Neuropathogenicity and susceptibility to immune response are interdependent properties of lactate dehydrogenase-elevating virus (LDV) and correlate with the number of N-linked polylactosaminoglycan chains on the ectodomain of the primary envelope glycoprotein.

We have developed differential RT-PCR methods to distinguish different isolates of LDV and have purified several quasispecies by repeated end point dilution in mice. They fall into two groups, each possessing two or more members. Group A viruses are non-neuropathogenic, highly resistant to in vitro neutralization by antibodies and efficient in establishment of a life-long, persistently viremic infection in mice despite a detectable immune response. Group B viruses, on the other hand, are neuropathogenic, much more sensitive to antibody neutralization and have an impaired ability to establish a high viremia persistent infection in immune competent mice.
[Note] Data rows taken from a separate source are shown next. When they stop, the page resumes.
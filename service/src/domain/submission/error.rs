use thiserror::Error;

use crate::domain::entity::ValidationErrors;
use crate::domain::identifiers::{ActorId, Capability, ScopeId, SubmissionId};
use crate::domain::repository::RepositoryError;
use crate::domain::submission::lifecycle::{SubmissionStatus, Transition};

#[derive(Debug, Error)]
pub enum WorkflowError {
    #[error("{actor} does not hold '{capability}' for section '{scope}'")]
    Forbidden {
        actor: ActorId,
        capability: Capability,
        scope: ScopeId,
    },

    #[error("cannot {transition} submission {id}, it is {status}")]
    InvalidState {
        id: SubmissionId,
        status: SubmissionStatus,
        transition: Transition,
    },

    #[error("{0} not found")]
    NotFound(String),

    #[error("{0}")]
    Conflict(String),

    #[error("entry is not ready for review: {0}")]
    ValidationFailed(ValidationErrors),

    #[error("workflow is not enabled for section '{scope}'")]
    NotApplicable { scope: ScopeId },

    #[error(transparent)]
    Storage(RepositoryError),
}

impl From<RepositoryError> for WorkflowError {
    fn from(value: RepositoryError) -> Self {
        match value {
            RepositoryError::NotFound(what) => Self::NotFound(what),
            RepositoryError::UniqueViolation(cause) => Self::Conflict(cause),
            other => Self::Storage(other),
        }
    }
}
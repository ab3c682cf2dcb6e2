use anyhow::Context;
use axum::Router;
use axum::routing::{get, post};
use axum_prometheus::PrometheusMetricLayer;

use tokio::net;
use crate::domain::AppState;
use crate::infrastructure::http::handlers::health_check;
use crate::infrastructure::http::handlers::submissions::{
    approve, current_submission, reject, submission_history, submit, workflow_action,
};

mod actor;
mod api;
mod handlers;

/// Configuration for the HTTP server.
#[derive(Debug, Clone, PartialEq, Eq)]
pub struct HttpServerConfig<'a> {
    pub port: &'a str,
}

/// The application's HTTP server. The underlying HTTP package is opaque to module consumers.
pub struct HttpServer {
    router: axum::Router,
    listener: net::TcpListener,
}

impl HttpServer {
    /// Returns a new HTTP server bound to the port given in `config`.
    pub async fn new(state: impl AppState, config: HttpServerConfig<'_>) -> anyhow::Result<Self> {
        let trace_layer = tower_http::trace::TraceLayer::new_for_http().make_span_with(
            |request: &axum::extract::Request<_>| {
                let uri = request.uri().to_string();
                tracing::info_span!("http_request", method = ?request.method(), uri)
            },
        );
        // see: https://github.com/Ptrskay3/axum-prometheus
        let (prometheus_layer, metric_handle) = PrometheusMetricLayer::pair();

        let router = Router::new()
            .route("/health", get(health_check))
            .nest("/api", api_routes())
            .route("/metrics", get(|| async move { metric_handle.render() }))
            .layer(trace_layer)
            .layer(prometheus_layer)
            .with_state(state);

        let listener = net::TcpListener::bind(format!("0.0.0.0:{}", config.port))
            .await
            .with_context(|| format!("failed to listen on {}", config.port))?;

        Ok(Self { router, listener })
    }

    /// Runs the HTTP server.
    pub async fn run(self) -> anyhow::Result<()> {
        let address = self
            .listener
            .local_addr()
            .context("failed to read listener address")?;
        tracing::debug!("listening on {}", address);

        axum::serve(self.listener, self.router)
            .await
            .context("received error from running server")?;
        Ok(())
    }
}

fn api_routes<S: AppState>() -> Router<S> {
    Router::new()
        .route(
            "/workflow/submissions",
            get(submission_history::<S>).post(submit::<S>),
        )
        .route("/workflow/submissions/current", get(current_submission::<S>))
        .route("/workflow/submissions/{id}/approve", post(approve::<S>))
        .route("/workflow/submissions/{id}/reject", post(reject::<S>))
        .route("/workflow/actions", post(workflow_action::<S>))
}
These properties seem to be interdependent and correlate with the number of N-glycosylation sites on the short (about 30 amino acid long) ectodomain of the primary envelope glycoprotein, VP-3P, which probably is part of the attachment site for the LDV receptor on permissive cells and harbors an epitope(s) reacting with neutralizing antibodies. Group A viruses possess three closely spaced N-linked polylactosaminoglycan chains, whereas group B viruses lack the two N-terminal ones. We postulate that lack of these polylactosaminoglycan chains endows group B viruses with the ability to interact with a receptor on anterior horn neurons resulting in neuropathogenesis. At the same time, it increases an interaction with neutralizing antibodies thus impeding the infection of macrophages newly generated during the persistent phase of infection which is essential for the continued rounds of replication of the virus.